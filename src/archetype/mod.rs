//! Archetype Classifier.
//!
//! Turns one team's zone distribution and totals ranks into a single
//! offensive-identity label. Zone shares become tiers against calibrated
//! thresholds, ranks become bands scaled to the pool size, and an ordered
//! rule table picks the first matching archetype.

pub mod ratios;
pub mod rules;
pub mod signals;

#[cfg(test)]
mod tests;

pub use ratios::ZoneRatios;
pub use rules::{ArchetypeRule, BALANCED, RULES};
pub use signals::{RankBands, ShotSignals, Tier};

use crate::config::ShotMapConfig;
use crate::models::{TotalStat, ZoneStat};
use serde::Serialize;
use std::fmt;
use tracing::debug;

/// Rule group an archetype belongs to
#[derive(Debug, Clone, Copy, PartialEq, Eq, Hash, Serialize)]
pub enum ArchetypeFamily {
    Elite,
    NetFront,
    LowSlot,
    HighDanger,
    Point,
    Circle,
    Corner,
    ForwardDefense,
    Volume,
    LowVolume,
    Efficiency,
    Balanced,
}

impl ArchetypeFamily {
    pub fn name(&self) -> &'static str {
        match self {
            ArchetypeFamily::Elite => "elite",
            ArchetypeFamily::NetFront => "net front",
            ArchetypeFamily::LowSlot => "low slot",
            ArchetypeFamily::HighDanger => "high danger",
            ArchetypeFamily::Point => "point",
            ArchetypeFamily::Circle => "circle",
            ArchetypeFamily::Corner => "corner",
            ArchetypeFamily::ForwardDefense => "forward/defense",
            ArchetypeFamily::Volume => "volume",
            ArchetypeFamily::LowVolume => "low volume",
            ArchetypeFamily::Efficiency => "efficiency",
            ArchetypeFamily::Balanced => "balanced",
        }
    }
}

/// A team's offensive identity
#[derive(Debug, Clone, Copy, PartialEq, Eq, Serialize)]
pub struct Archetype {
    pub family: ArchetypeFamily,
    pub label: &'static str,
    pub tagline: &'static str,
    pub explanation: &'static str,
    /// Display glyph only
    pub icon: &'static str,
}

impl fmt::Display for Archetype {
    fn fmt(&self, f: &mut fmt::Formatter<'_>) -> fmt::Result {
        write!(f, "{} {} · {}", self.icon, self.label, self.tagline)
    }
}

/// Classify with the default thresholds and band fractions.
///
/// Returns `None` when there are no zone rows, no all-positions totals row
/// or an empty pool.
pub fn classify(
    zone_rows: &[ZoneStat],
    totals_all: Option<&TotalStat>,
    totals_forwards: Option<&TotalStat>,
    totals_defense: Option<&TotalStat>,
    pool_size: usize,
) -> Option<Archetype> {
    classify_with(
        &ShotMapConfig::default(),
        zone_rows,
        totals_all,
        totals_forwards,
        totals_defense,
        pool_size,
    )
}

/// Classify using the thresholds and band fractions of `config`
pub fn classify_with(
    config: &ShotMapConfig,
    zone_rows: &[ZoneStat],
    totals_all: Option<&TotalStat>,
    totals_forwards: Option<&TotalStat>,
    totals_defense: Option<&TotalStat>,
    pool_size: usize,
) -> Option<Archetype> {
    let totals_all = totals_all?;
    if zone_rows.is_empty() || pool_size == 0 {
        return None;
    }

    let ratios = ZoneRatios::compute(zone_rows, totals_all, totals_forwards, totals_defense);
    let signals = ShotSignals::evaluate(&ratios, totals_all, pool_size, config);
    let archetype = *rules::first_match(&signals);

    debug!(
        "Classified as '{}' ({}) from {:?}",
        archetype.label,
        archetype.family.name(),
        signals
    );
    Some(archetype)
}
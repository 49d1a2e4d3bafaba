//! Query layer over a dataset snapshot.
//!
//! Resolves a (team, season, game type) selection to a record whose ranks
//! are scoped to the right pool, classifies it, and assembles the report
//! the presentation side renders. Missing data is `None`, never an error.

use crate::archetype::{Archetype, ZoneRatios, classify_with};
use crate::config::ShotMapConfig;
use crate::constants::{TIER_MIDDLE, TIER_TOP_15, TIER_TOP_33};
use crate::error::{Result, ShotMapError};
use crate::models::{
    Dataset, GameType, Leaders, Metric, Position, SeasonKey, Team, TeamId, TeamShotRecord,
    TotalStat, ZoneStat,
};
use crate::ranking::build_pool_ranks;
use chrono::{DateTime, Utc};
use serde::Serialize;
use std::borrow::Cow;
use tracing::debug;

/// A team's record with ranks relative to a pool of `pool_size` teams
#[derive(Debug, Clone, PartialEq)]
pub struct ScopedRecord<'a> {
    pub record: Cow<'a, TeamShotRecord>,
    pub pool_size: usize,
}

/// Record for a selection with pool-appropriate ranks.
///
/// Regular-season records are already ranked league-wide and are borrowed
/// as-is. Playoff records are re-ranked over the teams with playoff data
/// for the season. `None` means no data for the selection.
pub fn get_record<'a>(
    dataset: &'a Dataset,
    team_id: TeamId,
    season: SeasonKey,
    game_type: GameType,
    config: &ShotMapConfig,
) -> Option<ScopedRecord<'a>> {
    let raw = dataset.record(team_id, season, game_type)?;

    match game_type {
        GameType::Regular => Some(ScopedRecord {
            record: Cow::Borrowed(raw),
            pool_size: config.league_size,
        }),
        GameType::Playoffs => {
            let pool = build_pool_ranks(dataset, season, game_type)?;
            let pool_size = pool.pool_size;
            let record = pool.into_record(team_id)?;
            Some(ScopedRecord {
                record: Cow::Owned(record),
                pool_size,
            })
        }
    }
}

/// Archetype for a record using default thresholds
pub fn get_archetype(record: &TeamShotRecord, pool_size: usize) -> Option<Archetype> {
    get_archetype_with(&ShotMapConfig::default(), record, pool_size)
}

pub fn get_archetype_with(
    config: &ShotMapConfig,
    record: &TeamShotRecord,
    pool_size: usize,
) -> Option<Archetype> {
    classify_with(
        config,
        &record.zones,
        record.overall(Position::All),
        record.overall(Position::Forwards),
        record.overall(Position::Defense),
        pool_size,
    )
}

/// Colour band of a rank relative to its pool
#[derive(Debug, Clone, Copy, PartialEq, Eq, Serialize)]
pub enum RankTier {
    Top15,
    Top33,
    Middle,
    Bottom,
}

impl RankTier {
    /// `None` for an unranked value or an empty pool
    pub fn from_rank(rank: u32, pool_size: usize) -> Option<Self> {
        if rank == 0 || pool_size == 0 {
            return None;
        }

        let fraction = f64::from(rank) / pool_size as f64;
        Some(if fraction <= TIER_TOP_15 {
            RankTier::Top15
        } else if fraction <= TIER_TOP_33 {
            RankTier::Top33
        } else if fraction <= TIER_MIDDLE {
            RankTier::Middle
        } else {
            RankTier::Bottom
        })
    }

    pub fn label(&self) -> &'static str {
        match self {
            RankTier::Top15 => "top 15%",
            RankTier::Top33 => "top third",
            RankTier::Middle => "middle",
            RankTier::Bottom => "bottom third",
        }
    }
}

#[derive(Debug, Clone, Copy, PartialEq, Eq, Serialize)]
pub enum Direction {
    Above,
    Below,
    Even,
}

☆ ☆ ☆ ☆

What this task involves: Transcribe all of the material above with complete accuracy.

Worked solution:
filename src/archetype/mod.rs
//! Archetype Classifier.
//!
//! Turns one team's zone distribution and totals ranks into a single
//! offensive-identity label. Zone shares become tiers against calibrated
//! thresholds, ranks become bands scaled to the pool size, and an ordered
//! rule table picks the first matching archetype.

pub mod ratios;
pub mod rules;
pub mod signals;

#[cfg(test)]
mod tests;

pub use ratios::ZoneRatios;
pub use rules::{ArchetypeRule, BALANCED, RULES};
pub use signals::{RankBands, ShotSignals, Tier};

use crate::config::ShotMapConfig;
use crate::models::{TotalStat, ZoneStat};
use serde::Serialize;
use std::fmt;
use tracing::debug;

/// Rule group an archetype belongs to
#[derive(Debug, Clone, Copy, PartialEq, Eq, Hash, Serialize)]
pub enum ArchetypeFamily {
    Elite,
    NetFront,
    LowSlot,
    HighDanger,
    Point,
    Circle,
    Corner,
    ForwardDefense,
    Volume,
    LowVolume,
    Efficiency,
    Balanced,
}

impl ArchetypeFamily {
    pub fn name(&self) -> &'static str {
        match self {
            ArchetypeFamily::Elite => "elite",
            ArchetypeFamily::NetFront => "net front",
            ArchetypeFamily::LowSlot => "low slot",
            ArchetypeFamily::HighDanger => "high danger",
            ArchetypeFamily::Point => "point",
            ArchetypeFamily::Circle => "circle",
            ArchetypeFamily::Corner => "corner",
            ArchetypeFamily::ForwardDefense => "forward/defense",
            ArchetypeFamily::Volume => "volume",
            ArchetypeFamily::LowVolume => "low volume",
            ArchetypeFamily::Efficiency => "efficiency",
            ArchetypeFamily::Balanced => "balanced",
        }
    }
}

/// A team's offensive identity
#[derive(Debug, Clone, Copy, PartialEq, Eq, Serialize)]
pub struct Archetype {
    pub family: ArchetypeFamily,
    pub label: &'static str,
    pub tagline: &'static str,
    pub explanation: &'static str,
    /// Display glyph only
    pub icon: &'static str,
}

impl fmt::Display for Archetype {
    fn fmt(&self, f: &mut fmt::Formatter<'_>) -> fmt::Result {
        write!(f, "{} {} · {}", self.icon, self.label, self.tagline)
    }
}

/// Classify with the default thresholds and band fractions.
///
/// Returns `None` when there are no zone rows, no all-positions totals row
/// or an empty pool.
pub fn classify(
    zone_rows: &[ZoneStat],
    totals_all: Option<&TotalStat>,
    totals_forwards: Option<&TotalStat>,
    totals_defense: Option<&TotalStat>,
    pool_size: usize,
) -> Option<Archetype> {
    classify_with(
        &ShotMapConfig::default(),
        zone_rows,
        totals_all,
        totals_forwards,
        totals_defense,
        pool_size,
    )
}

/// Classify using the thresholds and band fractions of `config`
pub fn classify_with(
    config: &ShotMapConfig,
    zone_rows: &[ZoneStat],
    totals_all: Option<&TotalStat>,
    totals_forwards: Option<&TotalStat>,
    totals_defense: Option<&TotalStat>,
    pool_size: usize,
) -> Option<Archetype> {
    let totals_all = totals_all?;
    if zone_rows.is_empty() || pool_size == 0 {
        return None;
    }

    let ratios = ZoneRatios::compute(zone_rows, totals_all, totals_forwards, totals_defense);
    let signals = ShotSignals::evaluate(&ratios, totals_all, pool_size, config);
    let archetype = *rules::first_match(&signals);

    debug!(
        "Classified as '{}' ({}) from {:?}",
        archetype.label,
        archetype.family.name(),
        signals
    );
    Some(archetype)
}
repository 49d1a2e4d3bafaba
//! Query layer over a dataset snapshot.
//!
//! Resolves a (team, season, game type) selection to a record whose ranks
//! are scoped to the right pool, classifies it, and assembles the report
//! the presentation side renders. Missing data is `None`, never an error.

use crate::archetype::{Archetype, ZoneRatios, classify_with};
use crate::config::ShotMapConfig;
use crate::constants::{TIER_MIDDLE, TIER_TOP_15, TIER_TOP_33};
use crate::error::{Result, ShotMapError};
use crate::models::{
    Dataset, GameType, Leaders, Metric, Position, SeasonKey, Team, TeamId, TeamShotRecord,
    TotalStat, ZoneStat,
};
use crate::ranking::build_pool_ranks;
use chrono::{DateTime, Utc};
use serde::Serialize;
use std::borrow::Cow;
use tracing::debug;

/// A team's record with ranks relative to a pool of `pool_size` teams
#[derive(Debug, Clone, PartialEq)]
pub struct ScopedRecord<'a> {
    pub record: Cow<'a, TeamShotRecord>,
    pub pool_size: usize,
}

/// Record for a selection with pool-appropriate ranks.
///
/// Regular-season records are already ranked league-wide and are borrowed
/// as-is. Playoff records are re-ranked over the teams with playoff data
/// for the season. `None` means no data for the selection.
pub fn get_record<'a>(
    dataset: &'a Dataset,
    team_id: TeamId,
    season: SeasonKey,
    game_type: GameType,
    config: &ShotMapConfig,
) -> Option<ScopedRecord<'a>> {
    let raw = dataset.record(team_id, season, game_type)?;

    match game_type {
        GameType::Regular => Some(ScopedRecord {
            record: Cow::Borrowed(raw),
            pool_size: config.league_size,
        }),
        GameType::Playoffs => {
            let pool = build_pool_ranks(dataset, season, game_type)?;
            let pool_size = pool.pool_size;
            let record = pool.into_record(team_id)?;
            Some(ScopedRecord {
                record: Cow::Owned(record),
                pool_size,
            })
        }
    }
}

/// Archetype for a record using default thresholds
pub fn get_archetype(record: &TeamShotRecord, pool_size: usize) -> Option<Archetype> {
    get_archetype_with(&ShotMapConfig::default(), record, pool_size)
}

pub fn get_archetype_with(
    config: &ShotMapConfig,
    record: &TeamShotRecord,
    pool_size: usize,
) -> Option<Archetype> {
    classify_with(
        config,
        &record.zones,
        record.overall(Position::All),
        record.overall(Position::Forwards),
        record.overall(Position::Defense),
        pool_size,
    )
}

/// Colour band of a rank relative to its pool
#[derive(Debug, Clone, Copy, PartialEq, Eq, Serialize)]
pub enum RankTier {
    Top15,
    Top33,
    Middle,
    Bottom,
}

impl RankTier {
    /// `None` for an unranked value or an empty pool
    pub fn from_rank(rank: u32, pool_size: usize) -> Option<Self> {
        if rank == 0 || pool_size == 0 {
            return None;
        }

        let fraction = f64::from(rank) / pool_size as f64;
        Some(if fraction <= TIER_TOP_15 {
            RankTier::Top15
        } else if fraction <= TIER_TOP_33 {
            RankTier::Top33
        } else if fraction <= TIER_MIDDLE {
            RankTier::Middle
        } else {
            RankTier::Bottom
        })
    }

    pub fn label(&self) -> &'static str {
        match self {
            RankTier::Top15 => "top 15%",
            RankTier::Top33 => "top third",
            RankTier::Middle => "middle",
            RankTier::Bottom => "bottom third",
        }
    }
}

#[derive(Debug, Clone, Copy, PartialEq, Eq, Serialize)]
pub enum Direction {
    Above,
    Below,
    Even,
}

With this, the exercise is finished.